• [Work to be completed]:
All lines with the word "struct" are to be found and copied from the listing.
== Segment start ==
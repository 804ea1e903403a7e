//! BinaryMask - Foreground/background masks
//!
//! A `BinaryMask` has the geometry of the page it was derived from and one
//! byte per pixel: [`FOREGROUND`] (255) for ink, [`BACKGROUND`] (0) for
//! paper. Keeping the 0/255 convention means ROI sums can be compared
//! directly against `area * 255`.

use crate::box_::Box;
use crate::error::{Error, Result};
use crate::image::PageImage;

/// Sample value of a foreground pixel
pub const FOREGROUND: u8 = 255;

/// Sample value of a background pixel
pub const BACKGROUND: u8 = 0;

/// Two-level foreground/background mask
#[derive(Debug, Clone, PartialEq, Eq)]
pub struct BinaryMask {
    width: u32,
    height: u32,
    data: Vec<u8>,
}

impl BinaryMask {
    /// Create an all-background mask.
    ///
    /// # Errors
    ///
    /// Returns [`Error::InvalidDimension`] if width or height is 0.
    pub fn new(width: u32, height: u32) -> Result<Self> {
        if width == 0 || height == 0 {
            return Err(Error::InvalidDimension { width, height });
        }
        Ok(Self {
            width,
            height,
            data: vec![BACKGROUND; width as usize * height as usize],
        })
    }

    /// Wrap a row-major buffer, treating every nonzero byte as foreground.
    ///
    /// Nonzero samples are normalized to [`FOREGROUND`].
    pub fn from_raw(width: u32, height: u32, mut data: Vec<u8>) -> Result<Self> {
        if width == 0 || height == 0 {
            return Err(Error::InvalidDimension { width, height });
        }
        let expected = width as usize * height as usize;
        if data.len() != expected {
            return Err(Error::DataLengthMismatch {
                expected,
                actual: data.len(),
            });
        }
        for v in data.iter_mut() {
            if *v != BACKGROUND {
                *v = FOREGROUND;
            }
        }
        Ok(Self {
            width,
            height,
            data,
        })
    }

    /// Build a mask from a predicate evaluated at every pixel.
    pub fn from_fn(width: u32, height: u32, mut f: impl FnMut(u32, u32) -> bool) -> Result<Self> {
        let mut mask = Self::new(width, height)?;
        for y in 0..height {
            for x in 0..width {
                if f(x, y) {
                    mask.data[y as usize * width as usize + x as usize] = FOREGROUND;
                }
            }
        }
        Ok(mask)
    }

    /// Get the mask width.
    #[inline]
    pub fn width(&self) -> u32 {
        self.width
    }

    /// Get the mask height.
    #[inline]
    pub fn height(&self) -> u32 {
        self.height
    }

    /// Get raw access to the samples (0 or 255).
    #[inline]
    pub fn data(&self) -> &[u8] {
        &self.data
    }

    /// Get the samples of row `y`.
    ///
    /// # Panics
    ///
    /// Panics if `y >= height`.
    #[inline]
    pub fn row(&self, y: u32) -> &[u8] {
        let start = y as usize * self.width as usize;
        &self.data[start..start + self.width as usize]
    }

    /// Check whether (x, y) is foreground. Out-of-range pixels are
    /// background.
    #[inline]
    pub fn is_foreground(&self, x: u32, y: u32) -> bool {
        x < self.width
            && y < self.height
            && self.data[y as usize * self.width as usize + x as usize] == FOREGROUND
    }

    /// Set (x, y) to foreground or background.
    ///
    /// # Errors
    ///
    /// Returns [`Error::IndexOutOfBounds`] for coordinates outside the mask.
    pub fn set(&mut self, x: u32, y: u32, foreground: bool) -> Result<()> {
        let idx = y as usize * self.width as usize + x as usize;
        if x >= self.width || y >= self.height {
            return Err(Error::IndexOutOfBounds {
                index: idx,
                len: self.data.len(),
            });
        }
        self.data[idx] = if foreground { FOREGROUND } else { BACKGROUND };
        Ok(())
    }

    /// Mark a rectangle as foreground, clipped to the mask.
    pub fn fill_rect(&mut self, rect: &Box) {
        let Some(clipped) = rect.clip(self.width as i32, self.height as i32) else {
            return;
        };
        for y in clipped.y..clipped.bottom() {
            let start = y as usize * self.width as usize + clipped.x as usize;
            self.data[start..start + clipped.w as usize].fill(FOREGROUND);
        }
    }

    /// Count foreground pixels.
    pub fn count_foreground(&self) -> u64 {
        self.data.iter().filter(|&&v| v == FOREGROUND).count() as u64
    }

    /// Check whether the mask has no foreground at all.
    pub fn is_empty(&self) -> bool {
        self.data.iter().all(|&v| v == BACKGROUND)
    }

    /// Sum of sample values (0 or 255 each) inside `rect`.
    ///
    /// The rectangle is clipped to the mask first.
    pub fn sum_in(&self, rect: &Box) -> u64 {
        let Some(clipped) = rect.clip(self.width as i32, self.height as i32) else {
            return 0;
        };
        (clipped.y..clipped.bottom())
            .map(|y| {
                let start = y as usize * self.width as usize + clipped.x as usize;
                self.data[start..start + clipped.w as usize]
                    .iter()
                    .map(|&v| v as u64)
                    .sum::<u64>()
            })
            .sum()
    }

    /// Copy out the sub-mask under `rect`.
    ///
    /// # Errors
    ///
    /// Returns [`Error::InvalidParameter`] if `rect` does not intersect the
    /// mask.
    pub fn crop(&self, rect: &Box) -> Result<BinaryMask> {
        let clipped = rect
            .clip(self.width as i32, self.height as i32)
            .ok_or_else(|| {
                Error::InvalidParameter(format!(
                    "crop rectangle {} does not intersect {}x{} mask",
                    rect, self.width, self.height
                ))
            })?;
        let mut data = Vec::with_capacity(clipped.area() as usize);
        for y in clipped.y..clipped.bottom() {
            let start = y as usize * self.width as usize + clipped.x as usize;
            data.extend_from_slice(&self.data[start..start + clipped.w as usize]);
        }
        Ok(BinaryMask {
            width: clipped.w as u32,
            height: clipped.h as u32,
            data,
        })
    }

    /// Check that another mask has the same geometry.
    ///
    /// # Errors
    ///
    /// Returns [`Error::DimensionMismatch`] when the sizes differ.
    pub fn check_same_size(&self, other: &BinaryMask) -> Result<()> {
        if self.width != other.width || self.height != other.height {
            return Err(Error::DimensionMismatch {
                expected: (self.width, self.height),
                actual: (other.width, other.height),
            });
        }
        Ok(())
    }

    /// Copy the mask into a single-channel page image (0/255 samples).
    pub fn to_image(&self) -> Result<PageImage> {
        PageImage::from_gray(self.width, self.height, self.data.clone())
    }
}
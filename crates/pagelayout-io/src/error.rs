//! I/O error types

use thiserror::Error;

/// Error reading or writing a page image
#[derive(Error, Debug)]
pub enum IoError {
    /// Underlying file or stream failure
    #[error("I/O error: {0}")]
    Io(#[from] std::io::Error),

    /// Magic bytes not recognized, or the format's feature is disabled
    #[error("unsupported format: {0}")]
    UnsupportedFormat(String),

    /// Malformed header or raster
    #[error("invalid image data: {0}")]
    InvalidData(String),

    /// The PNG decoder failed
    #[error("decode error: {0}")]
    DecodeError(String),

    /// The PNG encoder failed
    #[error("encode error: {0}")]
    EncodeError(String),

    /// Decoded samples did not form a valid page image
    #[error("core error: {0}")]
    Core(#[from] pagelayout_core::Error),
}

/// Result type for image I/O
pub type IoResult<T> = Result<T, IoError>;
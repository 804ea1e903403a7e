//! Error types for pagelayout-seg

use pagelayout_core::Box;
use thiserror::Error;

/// Errors that can occur during layout analysis
#[derive(Debug, Error)]
pub enum SegError {
    /// Core library error
    #[error("core error: {0}")]
    Core(#[from] pagelayout_core::Error),

    /// Binarization error
    #[error("color error: {0}")]
    Color(#[from] pagelayout_color::ColorError),

    /// Morphology error
    #[error("morphology error: {0}")]
    Morph(#[from] pagelayout_morph::MorphError),

    /// Edge filtering error
    #[error("filter error: {0}")]
    Filter(#[from] pagelayout_filter::FilterError),

    /// Connected component error
    #[error("region error: {0}")]
    Region(#[from] pagelayout_region::RegionError),

    /// Invalid parameter provided
    #[error("invalid parameter: {0}")]
    InvalidParameter(String),

    /// A region with no area, or outside its mask, reached the classifier
    #[error("degenerate region {bbox} in {width}x{height} mask")]
    DegenerateRegion { bbox: Box, width: u32, height: u32 },

    /// An unrecognized region or relationship name
    #[error("unknown {what} name: '{name}'")]
    UnknownName { what: &'static str, name: String },
}

/// Result type for layout analysis operations
pub type SegResult<T> = Result<T, SegError>;
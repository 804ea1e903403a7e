//! Plain-text report of an analysis

use crate::pipeline::AnalysisResult;
use std::fmt;

impl fmt::Display for AnalysisResult {
    /// One line per region, then one line per relationship:
    ///
    /// ```text
    /// Layout Analysis Results:
    ///
    /// Elements:
    /// 0: image at (116, 116, 169, 169)
    ///
    /// Relationships:
    /// ```
    fn fmt(&self, f: &mut fmt::Formatter<'_>) -> fmt::Result {
        writeln!(f, "Layout Analysis Results:")?;
        writeln!(f)?;
        writeln!(f, "Elements:")?;
        for (i, region) in self.regions.iter().enumerate() {
            writeln!(f, "{}: {} at {}", i, region.kind, region.bbox)?;
        }
        writeln!(f)?;
        writeln!(f, "Relationships:")?;
        for rel in &self.relationships {
            writeln!(f, "Element {} is {} Element {}", rel.first, rel.kind, rel.second)?;
        }
        Ok(())
    }
}
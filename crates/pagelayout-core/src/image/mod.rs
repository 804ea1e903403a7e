//! PageImage - The page raster container
//!
//! `PageImage` holds a rendered page as 8-bit samples, either one gray
//! channel or three interleaved RGB channels.
//!
//! # Sample layout
//!
//! - Rows are stored top to bottom with no padding
//! - Within a row, pixels run left to right
//! - For RGB images, each pixel is the three bytes `R, G, B`
//!
//! # Ownership model
//!
//! `PageImage` uses `Arc` for cheap cloning (shared ownership).
//! To modify sample data, convert to `PageImageMut` via
//! [`PageImage::try_into_mut`] or [`PageImage::to_mut`], then convert back
//! with `Into<PageImage>`.

mod access;
mod graphics;

use crate::error::{Error, Result};
use std::sync::Arc;

/// Number of interleaved channels per pixel
#[derive(Debug, Clone, Copy, PartialEq, Eq, Hash)]
#[repr(u32)]
pub enum Channels {
    /// Single intensity channel
    Gray = 1,
    /// Interleaved red, green, blue
    Rgb = 3,
}

impl Channels {
    /// Create `Channels` from a raw channel count.
    ///
    /// # Errors
    ///
    /// Returns [`Error::InvalidChannels`] if `count` is not 1 or 3.
    pub fn from_count(count: u32) -> Result<Self> {
        match count {
            1 => Ok(Channels::Gray),
            3 => Ok(Channels::Rgb),
            _ => Err(Error::InvalidChannels(count)),
        }
    }

    /// Get the number of samples per pixel.
    #[inline]
    pub fn count(self) -> u32 {
        self as u32
    }
}

/// Internal image data
#[derive(Debug, Clone, PartialEq, Eq)]
struct PageImageData {
    /// Width in pixels
    width: u32,
    /// Height in pixels
    height: u32,
    /// Samples per pixel
    channels: Channels,
    /// Row-major interleaved samples
    data: Vec<u8>,
}

impl PageImageData {
    fn validate(width: u32, height: u32, channels: Channels, len: usize) -> Result<()> {
        if width == 0 || height == 0 {
            return Err(Error::InvalidDimension { width, height });
        }
        let expected = width as usize * height as usize * channels.count() as usize;
        if len != expected {
            return Err(Error::DataLengthMismatch {
                expected,
                actual: len,
            });
        }
        Ok(())
    }

    #[inline]
    fn index(&self, x: u32, y: u32) -> usize {
        (y as usize * self.width as usize + x as usize) * self.channels.count() as usize
    }
}

/// PageImage - Immutable page raster
///
/// # Examples
///
/// ```
/// use pagelayout_core::{Channels, PageImage};
///
/// let page = PageImage::new_filled(640, 480, Channels::Gray, 255).unwrap();
/// assert_eq!(page.width(), 640);
/// assert_eq!(page.height(), 480);
/// assert_eq!(page.sample(10, 10, 0), Some(255));
/// ```
#[derive(Debug, Clone, PartialEq, Eq)]
pub struct PageImage {
    inner: Arc<PageImageData>,
}

impl PageImage {
    /// Create a new image with all samples set to zero.
    ///
    /// # Errors
    ///
    /// Returns [`Error::InvalidDimension`] if width or height is 0.
    pub fn new(width: u32, height: u32, channels: Channels) -> Result<Self> {
        Self::new_filled(width, height, channels, 0)
    }

    /// Create a new image with every sample set to `value`.
    pub fn new_filled(width: u32, height: u32, channels: Channels, value: u8) -> Result<Self> {
        let len = width as usize * height as usize * channels.count() as usize;
        Self::from_data(width, height, channels, vec![value; len])
    }

    /// Wrap an existing sample buffer.
    ///
    /// `channels` is the raw samples-per-pixel count as supplied by a
    /// renderer; anything other than 1 or 3 is rejected.
    ///
    /// # Errors
    ///
    /// - [`Error::InvalidChannels`] for an unsupported channel count
    /// - [`Error::InvalidDimension`] if width or height is 0
    /// - [`Error::DataLengthMismatch`] if `data` does not hold exactly
    ///   `width * height * channels` samples
    pub fn from_raw(width: u32, height: u32, channels: u32, data: Vec<u8>) -> Result<Self> {
        let channels = Channels::from_count(channels)?;
        Self::from_data(width, height, channels, data)
    }

    /// Wrap a single-channel sample buffer.
    pub fn from_gray(width: u32, height: u32, data: Vec<u8>) -> Result<Self> {
        Self::from_data(width, height, Channels::Gray, data)
    }

    /// Wrap an interleaved RGB sample buffer.
    pub fn from_rgb(width: u32, height: u32, data: Vec<u8>) -> Result<Self> {
        Self::from_data(width, height, Channels::Rgb, data)
    }

    fn from_data(width: u32, height: u32, channels: Channels, data: Vec<u8>) -> Result<Self> {
        PageImageData::validate(width, height, channels, data.len())?;
        Ok(PageImage {
            inner: Arc::new(PageImageData {
                width,
                height,
                channels,
                data,
            }),
        })
    }

    /// Get the image width in pixels.
    #[inline]
    pub fn width(&self) -> u32 {
        self.inner.width
    }

    /// Get the image height in pixels.
    #[inline]
    pub fn height(&self) -> u32 {
        self.inner.height
    }

    /// Get the channel layout.
    #[inline]
    pub fn channels(&self) -> Channels {
        self.inner.channels
    }

    /// Check whether this is a single-channel image.
    #[inline]
    pub fn is_gray(&self) -> bool {
        self.inner.channels == Channels::Gray
    }

    /// Get raw access to the sample data.
    #[inline]
    pub fn data(&self) -> &[u8] {
        &self.inner.data
    }

    /// Get the samples of row `y`.
    ///
    /// # Panics
    ///
    /// Panics if `y >= height`.
    #[inline]
    pub fn row(&self, y: u32) -> &[u8] {
        let stride = self.inner.width as usize * self.inner.channels.count() as usize;
        let start = y as usize * stride;
        &self.inner.data[start..start + stride]
    }

    /// Check if two images have the same width, height, and channel layout.
    pub fn sizes_equal(&self, other: &PageImage) -> bool {
        self.inner.width == other.inner.width
            && self.inner.height == other.inner.height
            && self.inner.channels == other.inner.channels
    }

    /// Try to get mutable access to the sample data.
    ///
    /// Succeeds only if there is exactly one reference to the data.
    pub fn try_into_mut(self) -> std::result::Result<PageImageMut, Self> {
        match Arc::try_unwrap(self.inner) {
            Ok(data) => Ok(PageImageMut { inner: data }),
            Err(arc) => Err(PageImage { inner: arc }),
        }
    }

    /// Create a mutable copy of this image.
    ///
    /// Always copies; the original is left untouched.
    pub fn to_mut(&self) -> PageImageMut {
        PageImageMut {
            inner: (*self.inner).clone(),
        }
    }
}

/// Mutable page raster
///
/// Convert back to an immutable [`PageImage`] using `Into<PageImage>`.
#[derive(Debug)]
pub struct PageImageMut {
    inner: PageImageData,
}

impl PageImageMut {
    /// Get the image width.
    #[inline]
    pub fn width(&self) -> u32 {
        self.inner.width
    }

    /// Get the image height.
    #[inline]
    pub fn height(&self) -> u32 {
        self.inner.height
    }

    /// Get the channel layout.
    #[inline]
    pub fn channels(&self) -> Channels {
        self.inner.channels
    }

    /// Get mutable access to the sample data.
    #[inline]
    pub fn data_mut(&mut self) -> &mut [u8] {
        &mut self.inner.data
    }
}

impl From<PageImageMut> for PageImage {
    fn from(image: PageImageMut) -> Self {
        PageImage {
            inner: Arc::new(image.inner),
        }
    }
}

#[cfg(test)]
mod tests {
    use super::*;

    #[test]
    fn test_channels_from_count() {
        assert_eq!(Channels::from_count(1).unwrap(), Channels::Gray);
        assert_eq!(Channels::from_count(3).unwrap(), Channels::Rgb);
        assert!(matches!(
            Channels::from_count(4),
            Err(Error::InvalidChannels(4))
        ));
    }

    #[test]
    fn test_zero_dimension_rejected() {
        assert!(matches!(
            PageImage::new(0, 10, Channels::Gray),
            Err(Error::InvalidDimension {
                width: 0,
                height: 10
            })
        ));
    }

    #[test]
    fn test_from_raw_checks_length() {
        let err = PageImage::from_raw(4, 4, 3, vec![0; 16]).unwrap_err();
        assert!(matches!(
            err,
            Error::DataLengthMismatch {
                expected: 48,
                actual: 16
            }
        ));
        assert!(PageImage::from_raw(4, 4, 1, vec![0; 16]).is_ok());
        assert!(matches!(
            PageImage::from_raw(4, 4, 2, vec![0; 32]),
            Err(Error::InvalidChannels(2))
        ));
    }

    #[test]
    fn test_try_into_mut_requires_unique_owner() {
        let page = PageImage::new(3, 3, Channels::Gray).unwrap();
        let shared = page.clone();
        let page = page.try_into_mut().unwrap_err();
        drop(shared);
        assert!(page.try_into_mut().is_ok());
    }

    #[test]
    fn test_to_mut_copies() {
        let page = PageImage::new_filled(2, 2, Channels::Gray, 7).unwrap();
        let mut copy = page.to_mut();
        copy.data_mut()[0] = 1;
        let copy: PageImage = copy.into();
        assert_eq!(page.data()[0], 7);
        assert_eq!(copy.data()[0], 1);
        assert!(page.sizes_equal(&copy));
    }

    #[test]
    fn test_row_stride() {
        let data: Vec<u8> = (0..18).collect();
        let page = PageImage::from_rgb(3, 2, data).unwrap();
        assert_eq!(page.row(1), &[9, 10, 11, 12, 13, 14, 15, 16, 17]);
    }
}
== Segment end ==
• [Task response]:
pub struct BinaryMask {
struct PageImageData {
pub struct PageImage {
pub struct PageImageMut {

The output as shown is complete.